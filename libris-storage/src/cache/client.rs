//! Query client: the one cache instance every view reads through.
//!
//! Reads are routed by freshness: fresh data is served from memory, stale or
//! missing data triggers a fetch. Concurrent fetches for one key share a
//! single in-flight future, so the catalog sees one request no matter how
//! many callers ask.

use std::collections::HashMap;
use std::sync::{Arc, RwLock, RwLockReadGuard, RwLockWriteGuard};
use std::time::Duration;

use chrono::Utc;
use futures_util::future::{BoxFuture, FutureExt, Shared};
use libris_core::{
    CacheError, LibrisError, LibrisResult, QueryKey, QueryScope, Timestamp, DEFAULT_GC_TIME,
    DEFAULT_STALE_TIME,
};
use tokio::sync::broadcast;

use super::descriptor::QueryDescriptor;
use super::freshness::{
    age, is_stale, FetchStatus, QueryDefaults, QueryOptions, QueryResult, QueryStatus,
    ResolvedOptions,
};
use super::observer::QueryObserver;
use super::traits::{CacheStats, Cacheable, QueryData};

/// Configuration for the query client.
#[derive(Debug, Clone)]
pub struct CacheConfig {
    /// Staleness window when neither the query nor its scope sets one.
    pub stale_time: Duration,
    /// Retention window when neither the query nor its scope sets one.
    pub gc_time: Duration,
    /// Capacity of the cache event channel.
    pub event_capacity: usize,
}

impl Default for CacheConfig {
    fn default() -> Self {
        Self {
            stale_time: DEFAULT_STALE_TIME,
            gc_time: DEFAULT_GC_TIME,
            event_capacity: 256,
        }
    }
}

impl CacheConfig {
    /// Create a new cache config with default values.
    pub fn new() -> Self {
        Self::default()
    }

    /// Set the default staleness window.
    pub fn with_stale_time(mut self, duration: Duration) -> Self {
        self.stale_time = duration;
        self
    }

    /// Set the default retention window.
    pub fn with_gc_time(mut self, duration: Duration) -> Self {
        self.gc_time = duration;
        self
    }

    /// Set the event channel capacity.
    pub fn with_event_capacity(mut self, capacity: usize) -> Self {
        self.event_capacity = capacity.max(1);
        self
    }
}

/// Mutation notifications, sent after the cache lock is released.
#[derive(Debug, Clone, PartialEq, Eq)]
pub enum CacheEvent {
    Updated(QueryKey),
    Removed(QueryKey),
    Cleared,
}

type SharedFetch = Shared<BoxFuture<'static, LibrisResult<QueryData>>>;

#[derive(Debug, Clone)]
struct QueryEntry {
    data: Option<QueryData>,
    data_updated_at: Option<Timestamp>,
    error: Option<LibrisError>,
    /// Forces the next read to refetch regardless of age.
    invalidated: bool,
    options: ResolvedOptions,
    observers: usize,
    /// Start of the retention clock; meaningful only while `observers == 0`.
    inactive_since: Timestamp,
}

impl QueryEntry {
    fn new(options: ResolvedOptions, now: Timestamp) -> Self {
        Self {
            data: None,
            data_updated_at: None,
            error: None,
            invalidated: false,
            options,
            observers: 0,
            inactive_since: now,
        }
    }

    fn is_stale(&self, now: Timestamp) -> bool {
        if self.invalidated {
            return true;
        }
        match self.data_updated_at {
            Some(updated_at) => is_stale(updated_at, self.options.stale_time, now),
            None => true,
        }
    }

    fn store(&mut self, data: QueryData, updated_at: Timestamp) {
        self.data = Some(data);
        self.data_updated_at = Some(updated_at);
        self.error = None;
        self.invalidated = false;
    }
}

#[derive(Default)]
struct CacheState {
    entries: HashMap<QueryKey, QueryEntry>,
    in_flight: HashMap<QueryKey, SharedFetch>,
    defaults: HashMap<QueryScope, QueryDefaults>,
    stats: CacheStats,
}

impl CacheState {
    fn resolve(&self, config: &CacheConfig, key: &QueryKey, options: &QueryOptions) -> ResolvedOptions {
        let defaults = self.defaults.get(&key.scope());
        ResolvedOptions {
            stale_time: options
                .stale_time
                .or_else(|| defaults.and_then(|d| d.stale_time))
                .unwrap_or(config.stale_time),
            gc_time: options
                .gc_time
                .or_else(|| defaults.and_then(|d| d.gc_time))
                .unwrap_or(config.gc_time),
            persist: options.persist,
        }
    }

    fn sync_entry_count(&mut self) {
        self.stats.entry_count = self.entries.len() as u64;
    }
}

struct Inner {
    config: CacheConfig,
    state: RwLock<CacheState>,
    events: broadcast::Sender<CacheEvent>,
}

impl Inner {
    fn read(&self) -> LibrisResult<RwLockReadGuard<'_, CacheState>> {
        self.state
            .read()
            .map_err(|_| LibrisError::from(CacheError::LockPoisoned))
    }

    fn write(&self) -> LibrisResult<RwLockWriteGuard<'_, CacheState>> {
        self.state
            .write()
            .map_err(|_| LibrisError::from(CacheError::LockPoisoned))
    }

    fn emit(&self, event: CacheEvent) {
        // No subscribers is fine.
        let _ = self.events.send(event);
    }

    fn complete(&self, key: &QueryKey, options: ResolvedOptions, result: &LibrisResult<QueryData>) {
        {
            let Ok(mut guard) = self.state.write() else {
                return;
            };
            let state = &mut *guard;
            state.in_flight.remove(key);
            let now = Utc::now();
            let entry = state
                .entries
                .entry(key.clone())
                .or_insert_with(|| QueryEntry::new(options, now));
            match result {
                Ok(data) => {
                    tracing::debug!(%key, "Fetch succeeded");
                    entry.store(data.clone(), now);
                }
                Err(err) => {
                    tracing::debug!(%key, error = %err, "Fetch failed");
                    entry.error = Some(err.clone());
                }
            }
            if entry.observers == 0 {
                entry.inactive_since = now;
            }
            state.sync_entry_count();
        }
        self.emit(CacheEvent::Updated(key.clone()));
    }
}

/// Handle to the shared query cache. Cloning is cheap.
#[derive(Clone)]
pub struct QueryClient {
    inner: Arc<Inner>,
}

impl Default for QueryClient {
    fn default() -> Self {
        Self::with_defaults()
    }
}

________________________

EXERCISE REQUIREMENTS:
Would you please filter the lines above and copy every one that includes "emit"?

TASK OUTPUT:
    fn emit(&self, event: CacheEvent) {
        self.emit(CacheEvent::Updated(key.clone()));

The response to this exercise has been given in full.